Speaking on what it felt like to experience that herself as a teenage hockey player, McDonald teared up.
“I had in my brain all throughout childhood that I would go to university for hockey. But, I kind of thought, OK, I spend even more time playing this sport with no outcome,” says McDonald.
“It was such a heartbreak. I can vividly remember the last buzzer going in my playoff series when I was in Grade 12. I was the captain of my team, and there felt like a lot of weight on my shoulders. The buzzer went, and I remember just falling to my knees, being like, this is the end of my sport.
“My parents spent so much money, and I spent so much time trying to get really good at the sport, and then at that time when I was 18, I was just like, oh, that’s it. Men in my grade who are good at hockey, it’s like they take that for granted, like, they can actually go far with this sport. They can make millions of dollars with the effort they put in. It’s just not the same for women.”
McDonald had a chance to attend the two PWHL exhibition games in Halifax this winter, and while doing so, she did a little bit of research.
“They were all around my age,” she says. “I was just like, oh, that’s amazing… they got to strive for a career.”
Yet, as McDonald herself admits, PWHL salaries are far lower than those of their NHL counterparts—the minimum salary is $35,000, with some of the highest-paid players earning over $100,000. The salary cap for the 2025-26 season is about $1.3 million per team.
“I don’t know how they would survive with that salary,” says McDonald regarding some of the lowest-paid players. “They would have to have another job, so all the while that women are striving so hard to be great at this sport, it’s like, they still have to find another job, this other career alongside of it, or they have to work harder to get sponsorships or whatever. I think it’s still at the beginning of where women’s sports can go, and I really feel like this time around, with the Olympics, you know, Marie-Philip (Poulin) is such an icon, and she’s been an icon for a while now, kind of like the Sidney Crosby of women’s sports.

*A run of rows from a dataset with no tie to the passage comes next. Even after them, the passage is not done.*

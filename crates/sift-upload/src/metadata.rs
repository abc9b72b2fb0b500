use std::collections::HashMap;
use std::path::{Path, PathBuf};

use chrono::{DateTime, Utc};
use parking_lot::RwLock;
use serde::{Deserialize, Serialize};

use crate::error::{Error, Result};
use crate::file_type::SourceType;
use crate::log::LogEntry;
use crate::record::FileRecord;
use crate::workspace::Status;

/// Everything needed to bring a workspace back, minus its content.
///
/// Storage locations are derived from file keys and never saved.
#[derive(Clone, Debug, PartialEq, Serialize, Deserialize)]
pub struct WorkspaceState {
    pub id: String,
    pub status: Status,
    pub locked: bool,
    pub created: DateTime<Utc>,
    pub modified: DateTime<Utc>,
    pub checksum: String,
    pub source_type: SourceType,
    pub log: Vec<LogEntry>,
    #[serde(default)]
    pub notices: Vec<LogEntry>,
    pub files: Vec<FileRecord>,
}

/// Where workspace metadata lives between calls.
pub trait MetadataStore: Send + Sync {
    fn load(&self, id: &str) -> Result<Option<WorkspaceState>>;

    fn save(&self, state: &WorkspaceState) -> Result<()>;
}

#[derive(Debug, Default)]
pub struct MemoryStore {
    states: RwLock<HashMap<String, WorkspaceState>>,
}

impl MemoryStore {
    pub fn new() -> Self {
        Self::default()
    }
}

impl MetadataStore for MemoryStore {
    fn load(&self, id: &str) -> Result<Option<WorkspaceState>> {
        Ok(self.states.read().get(id).cloned())
    }

    fn save(&self, state: &WorkspaceState) -> Result<()> {
        self.states.write().insert(state.id.clone(), state.clone());
        Ok(())
    }
}

/// One pretty-printed JSON document per workspace, `<dir>/<id>.json`,
/// replaced atomically on every save.
#[derive(Debug, Clone)]
pub struct JsonDirStore {
    dir: PathBuf,
}

impl JsonDirStore {
    pub fn new(dir: impl Into<PathBuf>) -> Result<Self> {
        let dir = dir.into();
        sift_fs::ensure_dir(&dir)?;
        Ok(Self { dir })
    }

    pub fn dir(&self) -> &Path {
        &self.dir
    }

    fn path(&self, id: &str) -> Result<PathBuf> {
        let valid = !id.is_empty()
            && id
                .chars()
                .all(|c| c.is_ascii_alphanumeric() || c == '-' || c == '_');
        if !valid {
            return Err(metadata_error(id, "not a valid workspace id"));
        }
        Ok(self.dir.join(format!("{id}.json")))
    }
}

fn metadata_error(id: &str, reason: impl ToString) -> Error {
    Error::Metadata {
        id: id.to_string(),
        reason: reason.to_string(),
    }
}

impl MetadataStore for JsonDirStore {
    fn load(&self, id: &str) -> Result<Option<WorkspaceState>> {
        let path = self.path(id)?;
        let bytes = match std::fs::read(&path) {
            Ok(bytes) => bytes,
            Err(e) if e.kind() == std::io::ErrorKind::NotFound => return Ok(None),
            Err(e) => return Err(metadata_error(id, e)),
        };
        let state = serde_json::from_slice(&bytes).map_err(|e| metadata_error(id, e))?;
        Ok(Some(state))
    }

    fn save(&self, state: &WorkspaceState) -> Result<()> {
        let path = self.path(&state.id)?;
        let mut json = serde_json::to_vec_pretty(state).map_err(|e| metadata_error(&state.id, e))?;
        json.push(b'\n');
        sift_fs::atomic_write(&path, &json, sift_fs::AtomicWriteOptions::new().sync(true))?;
        tracing::debug!(id = %state.id, path = %path.display(), "saved workspace metadata");
        Ok(())
    }
}
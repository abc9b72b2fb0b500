//! Content verification for sift.
//!
//! Checksums are always lowercase hex SHA-256 and always computed from the
//! bytes currently on disk, never cached. [`VerifiedReader`] hashes while data
//! streams through so a copy and its digest cost a single pass.
//!
//! # Example
//!
//! ```
//! use std::io::Read;
//! use sift_verify::{Sha256Hasher, VerifiedReader};
//!
//! let data = b"hello world";
//! let expected = Sha256Hasher::hex_digest(data);
//!
//! let mut reader = VerifiedReader::new(&data[..], Sha256Hasher::new());
//! let mut buffer = Vec::new();
//! reader.read_to_end(&mut buffer).unwrap();
//!
//! reader.finish(&expected).unwrap();
//! ```

pub use self::error::{Result, VerificationError};
pub use self::file::{checksum_file, checksum_reader, verify_file};
pub use self::hasher::{Hasher, Sha256Hasher};
pub use self::reader::VerifiedReader;

mod error;
mod file;
mod hasher;
mod reader;
use std::io;
use std::path::PathBuf;

#[derive(Debug, thiserror::Error)]
pub enum Error {
    #[error("failed to read '{path}': {source}")]
    Read { path: PathBuf, source: io::Error },

    #[error("failed to write '{path}': {source}")]
    Write { path: PathBuf, source: io::Error },

    #[error("path has no parent directory: '{0}'")]
    NoParent(PathBuf),

    #[error("'{from}' and '{to}' are on different devices")]
    CrossDevice { from: PathBuf, to: PathBuf },
}

pub type Result<T> = std::result::Result<T, Error>;
//! Untrusted archive unpacking.
//!
//! # Architecture
//!
//! - `sanitize.rs` - Path sanitization, collision naming, link resolution
//! - `format.rs` - Format detection by magic bytes and codecs
//! - `extract/` - Per-format entry sources (tar, zip)
//! - `unpack.rs` - Recursive extraction into a flat scratch directory
//! - `entry.rs` - Report and diagnostic types
//!
//! Nothing in an archive is trusted. Entry paths are sanitized before use,
//! links are never created on disk, device entries are dropped, permission
//! bits are normalized, and nested archives are expanded only up to a depth
//! bound. Problems with individual entries are reported as [`Diagnostic`]s
//! instead of failing the whole unpack.

pub use entry::{Diagnostic, DiagnosticCode, ExtractedFile, Severity, UnpackReport};
pub use error::{Error, Result};
pub use format::{ArchiveFormat, TarCompress, detect_format, detect_path};
pub use options::UnpackOptions;
pub use sanitize::{
    PathWarning, Sanitized, disambiguate, fold_case, resolve_hardlink_target,
    resolve_link_target, sanitize, strip_components,
};
pub use unpack::{unpack, unpack_path};

mod entry;
mod error;
mod extract;
mod format;
mod options;
pub mod sanitize;
mod unpack;
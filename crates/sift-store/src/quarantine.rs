use std::io::Read;
use std::path::{Path, PathBuf};
use std::sync::atomic::{AtomicBool, Ordering};

use sift_fs::{FallbackStrategy, MoveOptions, Moved, PermissionMode, Staging};

use crate::volume::Volume;
use crate::{Error, Location, Persisted, Result, StorageAdapter};

/// Two-tier storage.
///
/// Unpacking and checking happen on a fast ephemeral root. [`persist`] moves
/// a file to the durable root, which may live on slower shared media. Reads
/// prefer the quarantined copy and fall back to the durable one, so a file
/// that was replaced after being persisted shadows its durable version until
/// it is persisted again.
///
/// [`persist`]: StorageAdapter::persist
#[derive(Debug)]
pub struct Quarantine {
    ephemeral_root: PathBuf,
    durable_root: PathBuf,
    quarantine: Volume,
    durable: Volume,
    purged: AtomicBool,
}

impl Quarantine {
    pub fn new(ephemeral_root: impl Into<PathBuf>, durable_root: impl Into<PathBuf>) -> Result<Self> {
        let ephemeral_root = ephemeral_root.into();
        let durable_root = durable_root.into();
        let quarantine = Volume::new(ephemeral_root.join("files"));
        let durable = Volume::new(durable_root.join("files"));
        sift_fs::ensure_dir(quarantine.root())?;
        sift_fs::ensure_dir(durable.root())?;
        Ok(Self {
            ephemeral_root,
            durable_root,
            quarantine,
            durable,
            purged: AtomicBool::new(false),
        })
    }

    fn live(&self) -> Result<()> {
        if self.purged.load(Ordering::Acquire) {
            Err(Error::Purged)
        } else {
            Ok(())
        }
    }

    /// Volume currently holding `location`, quarantine first.
    fn holder(&self, location: &Location) -> Result<&Volume> {
        if self.quarantine.exists(location) {
            Ok(&self.quarantine)
        } else if self.durable.exists(location) {
            Ok(&self.durable)
        } else {
            Err(Error::NotFound(location.to_string()))
        }
    }

    fn promote(&self, location: &Location) -> Result<Persisted> {
        let from = self.quarantine.path(location);
        let to = self.durable.path(location);

        let options = MoveOptions::new()
            .fallback(FallbackStrategy::Copy)
            .permissions(PermissionMode::File);
        match sift_fs::move_file(&from, &to, options)? {
            Moved::Renamed => {
                self.quarantine.prune(location);
                Ok(Persisted::Moved)
            }
            Moved::Copied => {
                let expected = self.quarantine.checksum(location)?;
                let actual = self.durable.checksum(location)?;
                if actual != expected {
                    self.durable.delete(location)?;
                    return Err(Error::ChecksumMismatch {
                        location: location.to_string(),
                        expected,
                        actual,
                    });
                }
                self.quarantine.delete(location)?;
                Ok(Persisted::Copied)
            }
        }
    }
}

impl StorageAdapter for Quarantine {
    fn put(&self, location: &Location, bytes: &[u8]) -> Result<u64> {
        self.live()?;
        self.quarantine.put(location, bytes)
    }

    fn put_file(&self, location: &Location, from: &Path) -> Result<u64> {
        self.live()?;
        self.quarantine.put_file(location, from)
    }

    fn get(&self, location: &Location) -> Result<Vec<u8>> {
        self.live()?;
        self.holder(location)?.get(location)
    }

    fn open(&self, location: &Location) -> Result<Box<dyn Read + Send>> {
        self.live()?;
        self.holder(location)?.open(location)
    }

    /// Keeps the file on the tier it is on.
    fn move_to(&self, from: &Location, to: &Location) -> Result<()> {
        self.live()?;
        let volume = self.holder(from)?;
        let other = if std::ptr::eq(volume, &self.quarantine) {
            &self.durable
        } else {
            &self.quarantine
        };
        other.delete(to)?;
        volume.rename(from, to)?;
        if self.durable.exists(from) {
            self.durable.delete(from)?;
        }
        Ok(())
    }

    fn copy(&self, from: &Location, to: &Location) -> Result<u64> {
        self.live()?;
        let bytes = self.holder(from)?.get(from)?;
        self.quarantine.put(to, &bytes)
    }

    fn delete(&self, location: &Location) -> Result<bool> {
        self.live()?;
        let quarantined = self.quarantine.delete(location)?;
        let durable = self.durable.delete(location)?;
        Ok(quarantined || durable)
    }

    fn checksum(&self, location: &Location) -> Result<String> {
        self.live()?;
        self.holder(location)?.checksum(location)
    }

    fn size(&self, location: &Location) -> Result<u64> {
        self.live()?;
        self.holder(location)?.size(location)
    }

    fn exists(&self, location: &Location) -> bool {
        self.live().is_ok() && self.holder(location).is_ok()
    }

    fn list(&self) -> Result<Vec<Location>> {
        self.live()?;
        let mut all = self.quarantine.list()?;
        all.extend(self.durable.list()?);
        all.sort();
        all.dedup();
        Ok(all)
    }

    fn persist(&self, location: &Location) -> Result<Persisted> {
        self.live()?;
        if self.quarantine.exists(location) {
            let outcome = self.promote(location)?;
            tracing::debug!(%location, ?outcome, "persisted");
            Ok(outcome)
        } else if self.durable.exists(location) {
            Ok(Persisted::AlreadyDurable)
        } else {
            Err(Error::NotFound(location.to_string()))
        }
    }

    fn is_persisted(&self, location: &Location) -> bool {
        self.live().is_ok() && !self.quarantine.exists(location) && self.durable.exists(location)
    }

    fn scratch_dir(&self) -> Result<Staging> {
        self.live()?;
        Ok(Staging::new_in(self.ephemeral_root.join("scratch"))?)
    }

    fn purge(&self) -> Result<()> {
        self.purged.store(true, Ordering::Release);
        sift_fs::remove_dir_all_if_exists(&self.ephemeral_root)?;
        sift_fs::remove_dir_all_if_exists(&self.durable_root)?;
        tracing::info!(
            ephemeral = %self.ephemeral_root.display(),
            durable = %self.durable_root.display(),
            "purged storage"
        );
        Ok(())
    }
}
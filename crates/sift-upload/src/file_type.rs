use std::fmt;

use serde::{Deserialize, Serialize};

/// Detected kind of an uploaded file.
///
/// Every file starts as [`FileType::Unknown`] and is classified once by the
/// `InferFileType` checker. [`FileType::Failed`] means classification ran and
/// found nothing it recognizes.
#[derive(Clone, Copy, Debug, Default, PartialEq, Eq, Hash, Serialize, Deserialize)]
#[serde(rename_all = "snake_case")]
pub enum FileType {
    #[default]
    Unknown,
    Failed,

    Tex,
    Latex,
    Latex2e,
    PdfLatex,
    TexAms,
    TexMac,
    TexPriority,
    TexPriority2,
    TexInfo,
    PdfTex,

    TexAux,
    BibTex,
    Input,
    Pdf,
    Postscript,
    DosEps,
    PsFont,
    PsPc,
    Image,
    Tiff,
    Html,
    Dvi,
    Docx,
    Odf,
    Xlsx,
    Notebook,
    Uuencoded,
    Encrypted,
    Gzipped,
    Bzip2,
    Tar,
    Zip,
    Compressed,
    Readme,
    AlwaysIgnore,
    Ignore,
    Abs,
}

impl FileType {
    pub fn name(self) -> &'static str {
        match self {
            Self::Unknown => "Unknown",
            Self::Failed => "unknown",
            Self::Tex => "TeX",
            Self::Latex => "LaTeX",
            Self::Latex2e => "LaTeX2e",
            Self::PdfLatex => "PDFLaTeX",
            Self::TexAms => "AMSTeX",
            Self::TexMac => "TeX +macros (harv,lanl..)",
            Self::TexPriority => "TeX (with \\end or \\bye)",
            Self::TexPriority2 => "TeX (with \\end or \\bye - not starting a line)",
            Self::TexInfo => "Texinfo",
            Self::PdfTex => "PDFTeX",
            Self::TexAux => "TeX auxiliary",
            Self::BibTex => "BibTeX",
            Self::Input => "Input for (La)TeX",
            Self::Pdf => "PDF",
            Self::Postscript => "Postscript",
            Self::DosEps => "DOS EPS Binary File",
            Self::PsFont => "Postscript Type 1 Font",
            Self::PsPc => "^D%! Postscript",
            Self::Image => "Image (gif/jpg etc)",
            Self::Tiff => "TIFF image",
            Self::Html => "HTML",
            Self::Dvi => "DVI",
            Self::Docx => "Microsoft DOCX",
            Self::Odf => "OpenDocument Format",
            Self::Xlsx => "Microsoft XLSX",
            Self::Notebook => "Mathematica Notebook",
            Self::Uuencoded => "UUencoded",
            Self::Encrypted => "Encrypted",
            Self::Gzipped => "GZIP-compressed",
            Self::Bzip2 => "BZIP2-compressed",
            Self::Tar => "TAR archive",
            Self::Zip => "ZIP-compressed",
            Self::Compressed => "UNIX-compressed",
            Self::Readme => "override",
            Self::AlwaysIgnore => "Always ignore",
            Self::Ignore => "user defined IGNORE",
            Self::Abs => "abstract",
        }
    }

    pub fn is_tex_type(self) -> bool {
        matches!(
            self,
            Self::Tex
                | Self::Latex
                | Self::Latex2e
                | Self::PdfLatex
                | Self::TexAms
                | Self::TexMac
                | Self::TexPriority
                | Self::TexPriority2
                | Self::TexInfo
                | Self::PdfTex
        )
    }

    pub fn is_image(self) -> bool {
        matches!(self, Self::Image | Self::Tiff)
    }

    /// Files with no bearing on what kind of submission the workspace is.
    pub fn is_ignorable(self) -> bool {
        matches!(self, Self::Ignore | Self::AlwaysIgnore)
    }
}

impl fmt::Display for FileType {
    fn fmt(&self, f: &mut fmt::Formatter<'_>) -> fmt::Result {
        f.write_str(self.name())
    }
}

/// Inferred kind of a submission as a whole.
#[derive(Clone, Copy, Debug, Default, PartialEq, Eq, Hash, Serialize, Deserialize)]
#[serde(rename_all = "snake_case")]
pub enum SourceType {
    #[default]
    Unknown,
    Tex,
    Pdf,
    Postscript,
    Html,
    Invalid,
}

impl fmt::Display for SourceType {
    fn fmt(&self, f: &mut fmt::Formatter<'_>) -> fmt::Result {
        f.write_str(match self {
            Self::Unknown => "unknown",
            Self::Tex => "tex",
            Self::Pdf => "pdf",
            Self::Postscript => "postscript",
            Self::Html => "html",
            Self::Invalid => "invalid",
        })
    }
}
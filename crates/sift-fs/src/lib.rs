//! Filesystem primitives shared by the sift crates.
//!
//! Everything that touches disk on behalf of an upload goes through here:
//! atomic writes so that a crash never leaves a half-written file visible,
//! normalized permission modes, idempotent removal, and a move that falls
//! back to copying when the destination lives on another device.

mod error;
mod permissions;
mod primitives;
mod staging;

pub use error::{Error, Result};
pub use permissions::{DIR_MODE, FILE_MODE, PermissionMode};
pub use primitives::{
    AtomicWriteOptions, FallbackStrategy, MoveOptions, Moved, atomic_read, atomic_write,
    atomic_write_from, copy_file, ensure_dir, move_file, remove_dir_all_if_exists,
    remove_file_if_exists,
};
pub use staging::Staging;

“It is happening. I’m excited to see it, and hopefully, girls are going to watch Youngblood and see Jessie and are just as excited to see a female in the story who has her own hockey storyline. I would have loved that as a kid.”
McDonald still plays hockey in a co-ed league in Halifax. She still tries new moves, gets butterflies before a game, and feels the thrill of gliding across the ice.
“I don’t think sports have to end. They still live inside you. You should honour that.”
Youngblood will be coming to theatres on March 6.